Newman wrote the adaptation of her sixth novel for television. Broadcast in early 1976, Bouquet of Barbed Wire (losing the indefinite article) as a seven-part serial, it attracted an audience of 20 million viewers. In a 2010 interview, Newman recalled her work on the adaptation: "I never set out to shock, just to tell a story about an imaginary family, but I imagine most people would still disapprove of hitting your pregnant wife and having sex with her mother." Its sequel, Another Bouquet, followed in 1977.
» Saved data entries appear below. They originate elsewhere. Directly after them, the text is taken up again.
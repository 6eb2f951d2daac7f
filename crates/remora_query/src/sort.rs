//! Stable multi-key sorting of decoded records.

use crate::compare::compare;
use crate::description::SortKey;
use crate::error::{QueryError, QueryResult};
use remora_value::{ObjectData, Value, SENSITIVE_FIELDS};
use std::cmp::Ordering;

fn sort_value(data: &ObjectData, key: &str) -> Option<Value> {
    match key {
        "objectId" => data.object_id.clone().map(Value::String),
        _ => data.attributes.get(key).cloned(),
    }
}

/// Sorts records by the ordered key list, each key independently
/// ascending or descending, stable with respect to earlier keys and to
/// input order.
///
/// Records missing a key sort before records that have it; value pairs
/// the type system cannot order keep their input order.
pub fn sort_records(records: &mut [ObjectData], order: &[SortKey]) -> QueryResult<()> {
    for sort_key in order {
        if SENSITIVE_FIELDS.contains(&sort_key.key.as_str()) {
            return Err(QueryError::UnsupportedSortKey {
                key: sort_key.key.clone(),
            });
        }
    }
    if order.is_empty() {
        return Ok(());
    }

    records.sort_by(|a, b| {
        for sort_key in order {
            let va = sort_value(a, &sort_key.key);
            let vb = sort_value(b, &sort_key.key);
            let ordering = match (&va, &vb) {
                (None, None) => Ordering::Equal,
                (None, Some(_)) => Ordering::Less,
                (Some(_), None) => Ordering::Greater,
                (Some(va), Some(vb)) => compare(va, vb).unwrap_or(Ordering::Equal),
            };
            let directed = if sort_key.descending {
                ordering.reverse()
            } else {
                ordering
            };
            if directed != Ordering::Equal {
                return directed;
            }
        }
        Ordering::Equal
    });
    Ok(())
}

#[cfg(test)]
mod tests {
    use super::*;
    use proptest::prelude::*;

    fn record(id: &str, number: f64, name: &str) -> ObjectData {
        let mut data = ObjectData::new("Game");
        data.object_id = Some(id.to_string());
        data.attributes
            .insert("number".into(), Value::Number(number));
        data.attributes.insert("name".into(), Value::from(name));
        data
    }

    fn key(name: &str, descending: bool) -> SortKey {
        SortKey {
            key: name.to_string(),
            descending,
        }
    }

    #[test]
    fn single_key_ascending() {
        let mut records = vec![record("a", 3.0, "x"), record("b", 1.0, "y"), record("c", 2.0, "z")];
        sort_records(&mut records, &[key("number", false)]).unwrap();
        let ids: Vec<_> = records.iter().map(|r| r.object_id.clone().unwrap()).collect();
        assert_eq!(ids, vec!["b", "c", "a"]);
    }

    #[test]
    fn descending_reverses() {
        let mut records = vec![record("a", 1.0, "x"), record("b", 2.0, "y")];
        sort_records(&mut records, &[key("number", true)]).unwrap();
        assert_eq!(records[0].object_id.as_deref(), Some("b"));
    }

    #[test]
    fn later_keys_break_ties_stably() {
        let mut records = vec![
            record("a", 1.0, "zz"),
            record("b", 1.0, "aa"),
            record("c", 0.0, "mm"),
        ];
        sort_records(&mut records, &[key("number", false), key("name", false)]).unwrap();
        let ids: Vec<_> = records.iter().map(|r| r.object_id.clone().unwrap()).collect();
        assert_eq!(ids, vec!["c", "b", "a"]);
    }

    #[test]
    fn missing_values_sort_first() {
        let mut bare = ObjectData::new("Game");
        bare.object_id = Some("bare".into());
        let mut records = vec![record("a", 1.0, "x"), bare];
        sort_records(&mut records, &[key("number", false)]).unwrap();
        assert_eq!(records[0].object_id.as_deref(), Some("bare"));
    }

    #[test]
    fn sensitive_sort_key_is_rejected() {
        let mut records = vec![record("a", 1.0, "x")];
        let result = sort_records(&mut records, &[key("password", false)]);
        assert!(matches!(
            result,
            Err(QueryError::UnsupportedSortKey { .. })
        ));
    }

    proptest! {
        #[test]
        fn sort_is_stable_under_equal_keys(values in proptest::collection::vec(0i32..3, 1..20)) {
            // Tag each record with its input position; equal sort values
            // must keep input order.
            let mut records: Vec<ObjectData> = values
                .iter()
                .enumerate()
                .map(|(i, v)| {
                    let mut data = record(&format!("r{i}"), f64::from(*v), "n");
                    data.attributes.insert("position".into(), Value::Number(i as f64));
                    data
                })
                .collect();

            sort_records(&mut records, &[key("number", false)]).unwrap();

            for window in records.windows(2) {
                let a = window[0].attributes["number"].as_number().unwrap();
                let b = window[1].attributes["number"].as_number().unwrap();
                prop_assert!(a <= b);
                if a == b {
                    let pa = window[0].attributes["position"].as_number().unwrap();
                    let pb = window[1].attributes["position"].as_number().unwrap();
                    prop_assert!(pa < pb);
                }
            }
        }
    }
}
//! Wire encoding of operations.
//!
//! Operations cross the save boundary in the REST `{"__op": ...}` shapes.
//! A `Set` has no tag of its own: its wire form is simply the encoded
//! value. A relation op carrying both adds and removes encodes as a
//! `Batch` of an `AddRelation` and a `RemoveRelation`.

use crate::error::{OpError, OpResult};
use crate::op::{Op, RelationOp};
use remora_value::{decode, encode, Pointer, Value};
use serde_json::json;

/// Encodes an operation into its wire JSON form.
pub fn op_to_wire(op: &Op) -> OpResult<serde_json::Value> {
    match op {
        Op::Set(value) => Ok(encode(value)?),
        Op::Unset => Ok(json!({"__op": "Delete"})),
        Op::Increment(amount) => Ok(json!({"__op": "Increment", "amount": amount})),
        Op::Add(items) => Ok(json!({"__op": "Add", "objects": encode_items(items)?})),
        Op::AddUnique(items) => Ok(json!({"__op": "AddUnique", "objects": encode_items(items)?})),
        Op::Remove(items) => Ok(json!({"__op": "Remove", "objects": encode_items(items)?})),
        Op::Relation(relation) => relation_to_wire(relation),
    }
}

fn encode_items(items: &[Value]) -> OpResult<Vec<serde_json::Value>> {
    items
        .iter()
        .map(|item| encode(item).map_err(OpError::from))
        .collect()
}

fn relation_pointers(relation: &RelationOp, ids: &[String]) -> OpResult<Vec<serde_json::Value>> {
    let target = relation
        .target_class
        .as_ref()
        .ok_or_else(|| OpError::invalid_wire("relation op with members but no target class"))?;
    ids.iter()
        .map(|id| {
            encode(&Value::Pointer(Pointer::new(target.clone(), id.clone())))
                .map_err(OpError::from)
        })
        .collect()
}

fn relation_to_wire(relation: &RelationOp) -> OpResult<serde_json::Value> {
    let adds = if relation.adds.is_empty() {
        None
    } else {
        Some(json!({
            "__op": "AddRelation",
            "objects": relation_pointers(relation, &relation.adds)?,
        }))
    };
    let removes = if relation.removes.is_empty() {
        None
    } else {
        Some(json!({
            "__op": "RemoveRelation",
            "objects": relation_pointers(relation, &relation.removes)?,
        }))
    };

    match (adds, removes) {
        (Some(add), Some(remove)) => Ok(json!({"__op": "Batch", "ops": [add, remove]})),
        (Some(add), None) => Ok(add),
        (None, Some(remove)) => Ok(remove),
        (None, None) => Err(OpError::invalid_wire("empty relation op")),
    }
}

/// Decodes a wire JSON payload into an operation.
///
/// Payloads without an `__op` tag decode as a `Set` of the decoded value.
pub fn op_from_wire(raw: &serde_json::Value) -> OpResult<Op> {
    let map = match raw.as_object() {
        Some(map) if map.contains_key("__op") => map,
        _ => return Ok(Op::Set(decode(raw)?)),
    };

    let tag = map
        .get("__op")
        .and_then(|t| t.as_str())
        .ok_or_else(|| OpError::invalid_wire("__op tag is not a string"))?;

    match tag {
        "Delete" => Ok(Op::Unset),
        "Increment" => {
            let amount = map
                .get("amount")
                .and_then(|a| a.as_f64())
                .ok_or_else(|| OpError::invalid_wire("Increment missing numeric amount"))?;
            Ok(Op::Increment(amount))
        }
        "Add" => Ok(Op::Add(decode_items(map)?)),
        "AddUnique" => Ok(Op::add_unique(decode_items(map)?)),
        "Remove" => Ok(Op::Remove(decode_items(map)?)),
        "AddRelation" => {
            let pointers = decode_pointers(map)?;
            Ok(Op::Relation(RelationOp::new(&pointers, &[])?))
        }
        "RemoveRelation" => {
            let pointers = decode_pointers(map)?;
            Ok(Op::Relation(RelationOp::new(&[], &pointers)?))
        }
        "Batch" => {
            let ops = map
                .get("ops")
                .and_then(|o| o.as_array())
                .ok_or_else(|| OpError::invalid_wire("Batch missing ops array"))?;
            let mut merged: Option<Op> = None;
            for sub in ops {
                let decoded = op_from_wire(sub)?;
                merged = Some(match merged {
                    None => decoded,
                    Some(previous) => decoded.merge_with(Some(&previous))?,
                });
            }
            merged.ok_or_else(|| OpError::invalid_wire("empty Batch op"))
        }
        other => Err(OpError::invalid_wire(format!("unknown __op tag: {other}"))),
    }
}

fn decode_items(map: &serde_json::Map<String, serde_json::Value>) -> OpResult<Vec<Value>> {
    let objects = map
        .get("objects")
        .and_then(|o| o.as_array())
        .ok_or_else(|| OpError::invalid_wire("array op missing objects"))?;
    objects
        .iter()
        .map(|item| decode(item).map_err(OpError::from))
        .collect()
}

fn decode_pointers(map: &serde_json::Map<String, serde_json::Value>) -> OpResult<Vec<Pointer>> {
    decode_items(map)?
        .into_iter()
        .map(|value| match value {
            Value::Pointer(pointer) => Ok(pointer),
            other => Err(OpError::invalid_wire(format!(
                "relation op member is not a pointer: {other:?}"
            ))),
        })
        .collect()
}

#[cfg(test)]
mod tests {
    use super::*;

    fn ptr(id: &str) -> Pointer {
        Pointer::new("Player", id)
    }

    #[test]
    fn increment_wire_shape() {
        let wire = op_to_wire(&Op::Increment(3.0)).unwrap();
        assert_eq!(wire, json!({"__op": "Increment", "amount": 3.0}));
        assert_eq!(op_from_wire(&wire).unwrap(), Op::Increment(3.0));
    }

    #[test]
    fn unset_wire_shape() {
        let wire = op_to_wire(&Op::Unset).unwrap();
        assert_eq!(wire, json!({"__op": "Delete"}));
        assert_eq!(op_from_wire(&wire).unwrap(), Op::Unset);
    }

    #[test]
    fn set_wire_shape_is_the_bare_value() {
        let wire = op_to_wire(&Op::Set(Value::from("hi"))).unwrap();
        assert_eq!(wire, json!("hi"));
        assert_eq!(op_from_wire(&wire).unwrap(), Op::Set(Value::from("hi")));
    }

    #[test]
    fn array_ops_roundtrip() {
        for op in [
            Op::Add(vec![Value::from("a"), Value::Number(2.0)]),
            Op::add_unique(vec![Value::from("a")]),
            Op::Remove(vec![Value::from("a")]),
        ] {
            let wire = op_to_wire(&op).unwrap();
            assert_eq!(op_from_wire(&wire).unwrap(), op);
        }
    }

    #[test]
    fn relation_add_only_wire_shape() {
        let op = Op::Relation(RelationOp::new(&[ptr("p1"), ptr("p2")], &[]).unwrap());
        let wire = op_to_wire(&op).unwrap();
        assert_eq!(
            wire,
            json!({
                "__op": "AddRelation",
                "objects": [
                    {"__type": "Pointer", "className": "Player", "objectId": "p1"},
                    {"__type": "Pointer", "className": "Player", "objectId": "p2"},
                ],
            })
        );
        assert_eq!(op_from_wire(&wire).unwrap(), op);
    }

    #[test]
    fn relation_with_both_sides_encodes_as_batch() {
        let op = Op::Relation(RelationOp::new(&[ptr("p1")], &[ptr("p2")]).unwrap());
        let wire = op_to_wire(&op).unwrap();

        let ops = wire["ops"].as_array().unwrap();
        assert_eq!(wire["__op"], json!("Batch"));
        assert_eq!(ops[0]["__op"], json!("AddRelation"));
        assert_eq!(ops[1]["__op"], json!("RemoveRelation"));

        assert_eq!(op_from_wire(&wire).unwrap(), op);
    }

    #[test]
    fn unknown_tag_fails() {
        let raw = json!({"__op": "Transmogrify"});
        assert!(matches!(
            op_from_wire(&raw),
            Err(OpError::InvalidWire { .. })
        ));
    }
}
Another novel, Mackenzie, was dramatised by the BBC in 1980, starring Jack Galloway, Lynda Bellingham and Tracey Ullman. This adaptation was followed by Alexa (1968 – adapted for the BBC, 1982), A Sense of Guilt (1988 – adapted for the BBC, 1990), and An Evil Streak (1977 – adapted for LWT, 1999). In 2001, Newman was the writer for the television drama Pretending to Be Judith.

Her other novels include A Share of the World (1964), Mirage (1965), The Cage (1966), and A Gift of Poison (1991). Triangles, a book of 15 short stories, was published in 1990. A notable theme in Andrea Newman's novels was the disintegration of a family after a baby arrives.

Newman married in 1959 while studying at university. However, the couple did not live together for long and eventually divorced. She died in London in November 2019, aged 81, after suffering from breast cancer since 2004.